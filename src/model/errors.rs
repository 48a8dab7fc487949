//! Error types for the prevalence model layer.
//!
//! Two enums split the failure surface the way the data flows:
//!
//! - [`DataError`]: violations of the input data contract, raised by
//!   [`SurveillanceData::new`] before any objective evaluation. These are
//!   never coerced or clamped away; a malformed input fails the fit up
//!   front.
//! - [`ModelError`]: failures while evaluating the model at a parameter
//!   vector — shape mismatches against the layout, the undefined ART
//!   coverage identity, prior-density construction problems, and
//!   requesting estimates before fitting.
//!
//! `ModelError` converts into the optimizer's `OptError` surface (see
//! `optimization::errors`) so the fitting entry points expose a single
//! error type.
//!
//! [`SurveillanceData::new`]: crate::model::core::data::SurveillanceData::new
#[cfg(feature = "python-bindings")]
use pyo3::{PyErr, exceptions::PyValueError};
use statrs::StatsError;

/// Result alias for data-contract validation.
pub type DataResult<T> = Result<T, DataError>;

/// Result alias for model evaluation.
pub type ModelResult<T> = Result<T, ModelError>;

/// Violations of the per-region observation contract.
#[derive(Debug, Clone, PartialEq)]
pub enum DataError {
    /// The region count is zero.
    EmptyData,

    /// One of the six observation vectors has the wrong length.
    LengthMismatch {
        field: &'static str,
        expected: usize,
        actual: usize,
    },

    /// An observation is NaN or infinite.
    NonFiniteValue {
        field: &'static str,
        index: usize,
        value: f64,
    },

    /// A denominator (sample size or population) is zero or negative.
    NonPositiveDenominator {
        field: &'static str,
        index: usize,
        value: f64,
    },

    /// A count is negative.
    NegativeCount {
        field: &'static str,
        index: usize,
        value: f64,
    },

    /// A count exceeds its denominator.
    CountExceedsDenominator {
        field: &'static str,
        index: usize,
        count: f64,
        denominator: f64,
    },
}

impl std::error::Error for DataError {}

impl std::fmt::Display for DataError {
    fn fmt(&self, f: &mut std::fmt::Formatter<'_>) -> std::fmt::Result {
        match self {
            DataError::EmptyData => {
                write!(f, "Surveillance data must contain at least one region")
            }
            DataError::LengthMismatch { field, expected, actual } => {
                write!(f, "Length mismatch for '{field}': expected {expected}, actual {actual}")
            }
            DataError::NonFiniteValue { field, index, value } => {
                write!(f, "Non-finite value in '{field}' at region {index}: {value}")
            }
            DataError::NonPositiveDenominator { field, index, value } => {
                write!(
                    f,
                    "Non-positive denominator in '{field}' at region {index}: {value}, \
                     must be > 0"
                )
            }
            DataError::NegativeCount { field, index, value } => {
                write!(f, "Negative count in '{field}' at region {index}: {value}")
            }
            DataError::CountExceedsDenominator { field, index, count, denominator } => {
                write!(
                    f,
                    "Count exceeds denominator in '{field}' at region {index}: \
                     {count} > {denominator}"
                )
            }
        }
    }
}

/// Failures while evaluating the model at a parameter vector.
#[derive(Debug, Clone, PartialEq)]
pub enum ModelError {
    /// Theta length does not match the parameter layout (`3n + 6`).
    ThetaLengthMismatch {
        expected: usize,
        actual: usize,
    },

    /// Unconstrained parameter input must have finite values.
    InvalidThetaInput {
        index: usize,
        value: f64,
    },

    /// Data region count does not match the model's parameter layout.
    RegionCountMismatch {
        expected: usize,
        actual: usize,
    },

    /// The ART coverage identity `alpha = a_art · rho_prev / n_art` is
    /// undefined: `a_art` or `rho_prev` is not strictly positive.
    AlphaArtUndefined {
        index: usize,
        a_art: f64,
        rho_prev: f64,
    },

    /// Wrapper for statrs::StatsError
    PriorDensity {
        text: String,
    },

    /// Estimates were requested before a successful fit.
    NotFitted,
}

impl std::error::Error for ModelError {}

impl std::fmt::Display for ModelError {
    fn fmt(&self, f: &mut std::fmt::Formatter<'_>) -> std::fmt::Result {
        match self {
            ModelError::ThetaLengthMismatch { expected, actual } => {
                write!(f, "Theta length mismatch: expected {expected}, actual {actual}")
            }
            ModelError::InvalidThetaInput { index, value } => {
                write!(f, "Invalid theta input at index {index}: {value}, must be finite")
            }
            ModelError::RegionCountMismatch { expected, actual } => {
                write!(f, "Region count mismatch: layout has {expected}, data has {actual}")
            }
            ModelError::AlphaArtUndefined { index, a_art, rho_prev } => {
                write!(
                    f,
                    "ART coverage undefined for region {index}: a_art = {a_art}, \
                     rho_prev = {rho_prev}; both must be strictly positive"
                )
            }
            ModelError::PriorDensity { text } => {
                write!(f, "Prior density construction failed: {text}")
            }
            ModelError::NotFitted => {
                write!(f, "Model has not been fitted yet")
            }
        }
    }
}

impl From<StatsError> for ModelError {
    fn from(err: StatsError) -> Self {
        ModelError::PriorDensity { text: err.to_string() }
    }
}

/// Convert a [`DataError`] into a Python `ValueError` with the error message.
///
/// This is used at the Rust↔Python boundary to surface contract violations
/// cleanly.
#[cfg(feature = "python-bindings")]
impl From<DataError> for PyErr {
    fn from(err: DataError) -> PyErr {
        PyValueError::new_err(err.to_string())
    }
}

/// Convert a [`ModelError`] into a Python `ValueError` with the error message.
#[cfg(feature = "python-bindings")]
impl From<ModelError> for PyErr {
    fn from(err: ModelError) -> PyErr {
        PyValueError::new_err(err.to_string())
    }
}
//! map_optimizer::builders — L-BFGS solver construction helpers.
//!
//! Purpose
//! -------
//! Provide small, focused builders for L-BFGS solvers used by the
//! MAP optimizer. These helpers hide Argmin’s generic wiring and apply
//! crate-level options (e.g., tolerances, memory size) so that
//! higher-level code can request a configured solver without touching
//! Argmin-specific types.
//!
//! Key behaviors
//! -------------
//! - Construct L-BFGS solvers with either Hager–Zhang or More–Thuente
//!   line search based on crate-level aliases.
//! - Apply optional gradient and cost-change tolerances from
//!   [`MAPOptions`] via a shared configuration helper.
//! - Leave the initial parameter vector and maximum iterations to the
//!   runner/executor layer, keeping these builders side-effect free.
//!
//! Invariants & assumptions
//! ------------------------
//! - All solvers operate on the canonical optimizer numeric types
//!   [`Theta`], [`Grad`], and [`Cost`] as defined in
//!   [`map_optimizer::types`].
//! - The L-BFGS memory (`m`) is either provided via `opts.lbfgs_mem` or
//!   defaults to [`DEFAULT_LBFGS_MEM`].
//! - Any invalid tolerance passed into Argmin’s
//!   `with_tolerance_grad` / `with_tolerance_cost` is surfaced as an
//!   [`OptError`] via the crate’s `From<Error>` implementations; callers
//!   are expected to handle these with `OptResult`.
//!
//! Conventions
//! -----------
//! - [`HagerZhangLS`] and [`MoreThuenteLS`] are the crate’s canonical
//!   line-search aliases; [`LbfgsHagerZhang`] and [`LbfgsMoreThuente`]
//!   pair these with the standard `(Theta, Grad, Cost)` triple.
//! - The builders do **not** set an initial parameter vector (`theta0`)
//!   or `max_iters`; these are treated as runtime concerns and are
//!   applied by the runner (e.g., `run_lbfgs`).
//! - Errors are always reported via [`OptResult`]; the underlying
//!   `argmin::core::Error` values never leak directly across module
//!   boundaries.
//!
//! Downstream usage
//! ----------------
//! - The high-level entry point calls [`build_optimizer_hager_zhang`] or
//!   [`build_optimizer_more_thuente`] based on a configured
//!   `LineSearcher` enum in [`MAPOptions`].
//! - The returned solver is passed to a runner (e.g., `run_lbfgs`) along
//!   with an adapted problem and initial parameters.
//! - [`configure_lbfgs`] is the shared wiring function that applies
//!   tolerances; it is generic over the line-search type and can be
//!   reused by future L-BFGS variants if needed.
//!
//! Testing notes
//! -------------
//! - Unit tests for this module verify correct propagation of
//!   `lbfgs_mem` and tolerance settings into the solver configuration.
//! - Integration tests in the optimizer layer exercise these builders
//!   indirectly by running full L-BFGS solves with different line-search
//!   and tolerance configurations.
//!
//! [`OptError`]: crate::optimization::errors::OptError
//! [`map_optimizer::types`]: crate::optimization::map_optimizer::types
use argmin::solver::quasinewton::LBFGS;

use crate::optimization::{
    errors::OptResult,
    map_optimizer::{
        traits::MAPOptions,
        types::{
            Cost, DEFAULT_LBFGS_MEM, Grad, HagerZhangLS, LbfgsHagerZhang, LbfgsMoreThuente,
            MoreThuenteLS, Theta,
        },
    },
};

/// build_optimizer_hager_zhang — construct L-BFGS with Hager–Zhang line search.
///
/// Builds an [`LbfgsHagerZhang`] solver configured with the crate’s
/// standard numeric types and optional tolerances from [`MAPOptions`],
/// leaving initial parameters and iteration limits to the caller.
///
/// # Errors
/// - `OptError` (via `From<argmin::core::Error>`) when
///   `with_tolerance_grad` or `with_tolerance_cost` rejects a tolerance
///   setting.
pub fn build_optimizer_hager_zhang(opts: &MAPOptions) -> OptResult<LbfgsHagerZhang> {
    let hager_zhang = HagerZhangLS::new();
    let mem = opts.lbfgs_mem.unwrap_or(DEFAULT_LBFGS_MEM);
    let lbfgs = LbfgsHagerZhang::new(hager_zhang, mem);
    configure_lbfgs(lbfgs, opts)
}

/// build_optimizer_more_thuente — construct L-BFGS with More–Thuente line search.
///
/// Builds an [`LbfgsMoreThuente`] solver configured with the crate’s
/// standard numeric types and optional tolerances from [`MAPOptions`],
/// using the More–Thuente line-search strategy.
///
/// # Errors
/// - `OptError` (via `From<argmin::core::Error>`) when
///   `with_tolerance_grad` or `with_tolerance_cost` rejects a tolerance
///   setting.
pub fn build_optimizer_more_thuente(opts: &MAPOptions) -> OptResult<LbfgsMoreThuente> {
    let more_thuente = MoreThuenteLS::new();
    let mem = opts.lbfgs_mem.unwrap_or(DEFAULT_LBFGS_MEM);
    let lbfgs = LbfgsMoreThuente::new(more_thuente, mem);
    configure_lbfgs(lbfgs, opts)
}

/// configure_lbfgs — apply optional tolerances to an L-BFGS solver.
///
/// Generic helper that wires crate-level tolerance options from
/// [`MAPOptions`] into an existing L-BFGS solver, regardless of the
/// line-search type. This centralizes tolerance handling so builder
/// functions remain thin.
///
/// # Errors
/// - `OptError` (via `From<argmin::core::Error>`) if Argmin rejects a
///   tolerance value.
fn configure_lbfgs<L>(
    mut solver: LBFGS<L, Theta, Grad, Cost>, opts: &MAPOptions,
) -> OptResult<LBFGS<L, Theta, Grad, Cost>> {
    if let Some(tol_grad) = opts.tols.tol_grad {
        solver = solver.with_tolerance_grad(tol_grad)?;
    }
    if let Some(tol_cost) = opts.tols.tol_cost {
        solver = solver.with_tolerance_cost(tol_cost)?;
    }
    Ok(solver)
}
//! High-level entry point for minimizing a user-provided `Objective`.
//!
//! This selects an L-BFGS solver with either Hager–Zhang or More–Thuente line
//! search, wraps the model in an `ArgMinAdapter` (which minimizes `c(θ)`
//! directly), and delegates the run to `run_lbfgs`.
use crate::optimization::{
    errors::OptResult,
    map_optimizer::{
        OptimOutcome, Theta,
        adapter::ArgMinAdapter,
        builders::{build_optimizer_hager_zhang, build_optimizer_more_thuente},
        run::run_lbfgs,
        traits::{LineSearcher, MAPOptions, Objective},
    },
};

/// Minimize a penalized objective `c(θ)` using L-BFGS with the chosen line search.
///
/// # Behavior
/// - Validates the initial guess via `f.check(theta0, data)`.
/// - Wraps `(f, data)` in an `ArgMinAdapter` that exposes the *minimization*
///   problem `c(θ)` to `argmin` unchanged.
/// - Builds an L-BFGS solver with either **Hager–Zhang** or **More–Thuente**
///   line search based on `opts.line_searcher`.
/// - Calls `run_lbfgs`, which configures the executor (initial params,
///   max iters, optional observers) and returns an `OptimOutcome`.
///
/// # Parameters
/// - `f`: Your model implementing [`Objective`].
/// - `theta0`: Initial parameter vector.
/// - `data`: Model data passed through to `value`/`grad`.
/// - `opts`: Optimizer options (tolerances, line search choice, verbosity, etc.).
///
/// # Errors
/// - Propagates any error from `f.check`.
/// - Propagates builder errors from `build_optimizer_*`.
/// - Propagates runtime errors from `run_lbfgs` (e.g., line search failures).
///
/// # Returns
/// An [`OptimOutcome`] containing `theta_hat`, best value `c(θ̂)`,
/// termination status, iteration counts, function evaluation counts, and
/// optionally the gradient norm.
pub fn minimize<F: Objective>(
    f: &F, theta0: Theta, data: &F::Data, opts: &MAPOptions,
) -> OptResult<OptimOutcome> {
    f.check(&theta0, data)?;
    let problem = ArgMinAdapter::new(f, data);
    match opts.line_searcher {
        LineSearcher::MoreThuente => {
            let solver = build_optimizer_more_thuente(opts)?;
            run_lbfgs(theta0, opts, problem, solver)
        }
        LineSearcher::HagerZhang => {
            let solver = build_optimizer_hager_zhang(opts)?;
            run_lbfgs(theta0, opts, problem, solver)
        }
    }
}

#[cfg(test)]
mod tests {
    use super::*;
    use crate::optimization::errors::OptResult;
    use crate::optimization::map_optimizer::types::Cost;
    use ndarray::{Array1, array};

    // -------------------------------------------------------------------------
    // Scope
    // -----
    // These tests cover:
    // - End-to-end minimization of a strictly convex toy objective with both
    //   line-search variants.
    // - Rejection via the `check` hook before the first iteration.
    //
    // They intentionally DO NOT cover:
    // - The full prevalence model objective (covered by model-layer and
    //   integration tests).
    // -------------------------------------------------------------------------

    struct ShiftedQuadratic;

    impl Objective for ShiftedQuadratic {
        type Data = Array1<f64>;

        // c(θ) = Σ (θ_i − d_i)², minimized at θ = d.
        fn value(&self, theta: &Theta, data: &Self::Data) -> OptResult<Cost> {
            Ok((theta - data).mapv(|x| x * x).sum())
        }

        fn check(&self, theta: &Theta, data: &Self::Data) -> OptResult<()> {
            if theta.len() != data.len() {
                return Err(crate::optimization::errors::OptError::ThetaLengthMismatch {
                    expected: data.len(),
                    actual: theta.len(),
                });
            }
            Ok(())
        }
    }

    #[test]
    // Purpose
    // -------
    // Verify that `minimize` drives a convex quadratic to its known optimum
    // with the default More–Thuente line search.
    //
    // Given
    // -----
    // - c(θ) = ||θ − (1, −2)||² starting from the origin.
    //
    // Expect
    // ------
    // - `theta_hat ≈ (1, −2)` within 1e-4 and a near-zero objective value.
    fn minimize_convex_quadratic_reaches_optimum() {
        // Arrange
        let model = ShiftedQuadratic;
        let target: Array1<f64> = array![1.0, -2.0];
        let theta0: Theta = Array1::zeros(2);
        let opts = MAPOptions::default();

        // Act
        let out = minimize(&model, theta0, &target, &opts)
            .expect("quadratic minimization should succeed");

        // Assert
        assert!((out.theta_hat[0] - 1.0).abs() < 1e-4);
        assert!((out.theta_hat[1] + 2.0).abs() < 1e-4);
        assert!(out.value < 1e-6);
        assert!(out.converged);
    }

    #[test]
    // Purpose
    // -------
    // Ensure the `check` hook rejects a mismatched initial parameter vector
    // before any solver iteration runs.
    //
    // Given
    // -----
    // - A 3-vector θ₀ against 2-dimensional data.
    //
    // Expect
    // ------
    // - `minimize` returns `ThetaLengthMismatch`.
    fn minimize_rejects_mismatched_theta_via_check() {
        // Arrange
        let model = ShiftedQuadratic;
        let target: Array1<f64> = array![1.0, -2.0];
        let theta0: Theta = Array1::zeros(3);
        let opts = MAPOptions::default();

        // Act
        let result = minimize(&model, theta0, &target, &opts);

        // Assert
        assert!(matches!(
            result,
            Err(crate::optimization::errors::OptError::ThetaLengthMismatch { .. })
        ));
    }
}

**EXERCISE PROMPT**: Across the listing above, report every line where "PyErr" occurs.

**THE ANSWER**:
use pyo3::{PyErr, exceptions::PyValueError};
impl From<DataError> for PyErr {
    fn from(err: DataError) -> PyErr {
impl From<ModelError> for PyErr {
    fn from(err: ModelError) -> PyErr {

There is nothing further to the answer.